O layout do Discover e um cluster de exemplo são mostrados abaixo. Neste exemplo, a plataforma detectou que essas mensagens compartilham o tema comum do conforto das camadas de hotél:
Layout explicado:
A
- Clique no botão para alternar entre os modos "Cluster" e "Pesquisa"B
- Menu suspenso que permite alternar entre diferentes clustersC
— botão para aplicar um rótulo a todas as mensagens mostradas na páginaD
– Uma das seis mensagens exibidas do cluster n.º 7 (cada cluster contém 12 mensagens)E
- Botão para aplicar um rótulo a uma mensagem individualF
- Menu suspenso para ajustar a quantidade de mensagens exibidas na página (entre 6 e 12)G
— Botões para ajustar e reverter a seleção de mensagens na páginaH
- Botão para desmarcar uma mensagem para excluí-la de rótulos adicionados em massa
Conforme destacado na imagem abaixo, o Discover destaca as partes de uma mensagem que mais contribuem para que essa mensagem seja incluída no cluster, ajudando você a identificar os temas comuns mais rapidamente:
Descubra como destacar temas comuns
- As linhas mais escuras indicam partes mais importantesdo período (isso é explicado quando você passa o mouse sobre ele)
- As linhas coloridos mais claros indicam uma contribuição média e ligeiramente mais fraca para o cluster
1. Revise cada mensagem no cluster
2. Se você acha que existe um rótulo que se aplica a todas as mensagens na página, selecione 'Adicionar rótulo'
3.Digite o nome do rótulo e pressione Enter ou clique no botão fixar que aparece (você pode adicionar vários rótulos de uma só vez dessa forma, basta digitar outro rótulo e clicar no botão fixar novamente).

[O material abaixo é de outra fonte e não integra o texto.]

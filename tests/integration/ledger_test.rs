/// Credit ledger atomicity tests.
///
/// The critical property: reserve is a single locked check-and-decrement, so
/// two submissions racing on a balance of 1 cannot both win.
use crate::common::{create_balance, setup_test_db, training_credits};
use std::sync::Arc;
use tokio::task::JoinSet;
use trainvonia::models::common::CreditKind;
use trainvonia::services::CreditLedger;
use uuid::Uuid;

#[tokio::test]
#[ignore] // Run only when database is available
async fn test_concurrent_reserves_with_one_credit() {
    let db = setup_test_db().await;
    let user_id = Uuid::new_v4();
    create_balance(&db, user_id, 1, 5).await;

    let ledger = Arc::new(CreditLedger::new(db.clone()));

    let mut tasks = JoinSet::new();
    for i in 0..5 {
        let ledger_clone = ledger.clone();
        tasks.spawn(async move {
            let result = ledger_clone.reserve(user_id, CreditKind::Training).await;
            (i, result)
        });
    }

    let mut success_count = 0;
    let mut insufficient_count = 0;
    let mut other_error_count = 0;

    while let Some(result) = tasks.join_next().await {
        match result {
            Ok((_, Ok(_))) => success_count += 1,
            Ok((_, Err(e))) => {
                if e.to_string().to_lowercase().contains("insufficient") {
                    insufficient_count += 1;
                } else {
                    println!("Unexpected error: {}", e);
                    other_error_count += 1;
                }
            }
            Err(e) => {
                println!("Task panicked: {:?}", e);
                other_error_count += 1;
            }
        }
    }

    assert_eq!(success_count, 1, "Expected exactly 1 successful reserve");
    assert_eq!(insufficient_count, 4, "Expected 4 InsufficientCredits");
    assert_eq!(other_error_count, 0, "Expected no other errors or panics");

    // Never negative
    assert_eq!(training_credits(&db, user_id).await, 0);
}

#[tokio::test]
#[ignore] // Run only when database is available
async fn test_reserve_with_zero_credits_fails() {
    let db = setup_test_db().await;
    let user_id = Uuid::new_v4();
    create_balance(&db, user_id, 0, 5).await;

    let ledger = CreditLedger::new(db.clone());
    let result = ledger.reserve(user_id, CreditKind::Training).await;

    assert!(result.is_err());
    assert!(result
        .unwrap_err()
        .to_string()
        .to_lowercase()
        .contains("insufficient"));
    assert_eq!(training_credits(&db, user_id).await, 0);
}

#[tokio::test]
#[ignore] // Run only when database is available
async fn test_reserve_release_roundtrip() {
    let db = setup_test_db().await;
    let user_id = Uuid::new_v4();
    create_balance(&db, user_id, 2, 2).await;

    let ledger = CreditLedger::new(db.clone());

    let reservation = ledger
        .reserve(user_id, CreditKind::Training)
        .await
        .expect("reserve should succeed");
    assert_eq!(training_credits(&db, user_id).await, 1);

    ledger
        .release(reservation.user_id, reservation.kind)
        .await
        .expect("release should succeed");
    assert_eq!(training_credits(&db, user_id).await, 2);
}

#[tokio::test]
#[ignore] // Run only when database is available
async fn test_release_clamps_at_max() {
    let db = setup_test_db().await;
    let user_id = Uuid::new_v4();
    create_balance(&db, user_id, 2, 2).await;

    let ledger = CreditLedger::new(db.clone());

    // Balance is already at max; the release clamps instead of overflowing
    ledger
        .release(user_id, CreditKind::Training)
        .await
        .expect("release should not error");
    assert_eq!(training_credits(&db, user_id).await, 2);
}
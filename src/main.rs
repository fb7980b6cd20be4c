mod app_state;
mod config;
mod error;
mod middleware;
mod models;
mod routes;
mod services;

use app_state::AppState;
use config::Config;
use routes::create_router;
use tracing_subscriber::{layer::SubscriberExt, util::SubscriberInitExt};

#[tokio::main]
async fn main() -> anyhow::Result<()> {
    // Initialize tracing
    tracing_subscriber::registry()
        .with(
            tracing_subscriber::EnvFilter::try_from_default_env()
                .unwrap_or_else(|_| "info,trainvonia=debug".into()),
        )
        .with(tracing_subscriber::fmt::layer())
        .init();

    tracing::info!("Starting Trainvonia training backend");

    // Load configuration
    let config = Config::load()?;

    tracing::info!(
        "Loaded configuration - Server: {}:{}",
        config.server.host,
        config.server.port
    );

    // Initialize application state
    let state = AppState::new(config.clone()).await?;

    tracing::info!("Initialized application state");

    // Jobs whose completion callback never arrives would otherwise hold a
    // credit forever; the sweep expires them on an interval.
    let sweep_reconciler = state.reconciler.clone();
    let stale_after = time::Duration::minutes(config.training.stale_after_minutes);
    let sweep_interval = std::time::Duration::from_secs(config.training.sweep_interval_seconds);
    tokio::spawn(async move {
        let mut interval = tokio::time::interval(sweep_interval);
        interval.set_missed_tick_behavior(tokio::time::MissedTickBehavior::Skip);
        loop {
            interval.tick().await;
            match sweep_reconciler.expire_stale(stale_after).await {
                Ok(0) => {}
                Ok(n) => tracing::warn!("Expired {} stale training jobs", n),
                Err(e) => tracing::error!("Stale job sweep failed: {}", e),
            }
        }
    });

    // Create router
    let app = create_router(state);

    // Create server address
    let addr = format!("{}:{}", config.server.host, config.server.port);
    let listener = tokio::net::TcpListener::bind(&addr).await?;

    tracing::info!("Server listening on {}", addr);

    // Start server
    axum::serve(listener, app).await?;

    Ok(())
}
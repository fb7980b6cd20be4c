// Library exports for testing and reuse
pub mod app_state;
pub mod config;
pub mod error;
pub mod middleware;
pub mod models;
pub mod routes;
pub mod services;

// Re-export commonly used types
pub use app_state::AppState;
pub use config::Config;
pub use error::{ApiError, Result};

4. Clique no botão ' Aplicar rótulos' para atribuir o(s) rótulo(s) às mensagens. Os rótulos atribuídos agora aparecerão abaixo de cada mensagem na página.
Como alternativa, você pode adicionar um rótulo às mensagens individuais clicando no botão ' Adicionar rótulo +' destacado abaixo dela.
Se você quiser adicionar um rótulo a um grupo de mensagens na página, mas deseja excluir uma ou várias, você pode desmarcá-las usando o botão de alternância destacado (A). Você pode reverter a seleção ou desmarcar/remarcar tudousando os botões destacados na parte superior (B).
Você pode visualizar diferentes páginas do mesmo cluster (A) e ajustar o número de mensagens por página (B) usando os botões realçados. Depois que o cluster for anotado, você pode passar para um novo cluster usando a lista suspensa abaixo (C).
O modelo apresentará 30 clusters , e é importante trabalhar neles para criar uma base sólida para a fase Explorar. Entretanto, se um cluster não for relevante para você, basta ignorá-lo.
O Discover começa a ser retreinado após uma quantidade significativa de treinamento ser concluída. Depois que 180 mensagens forem anotadas (metade dos clusters), o Discover treinará novamente e atualizará os clusters. Não desista, basta continuar trabalhando com eles até que você tenha revisado pelo menos30.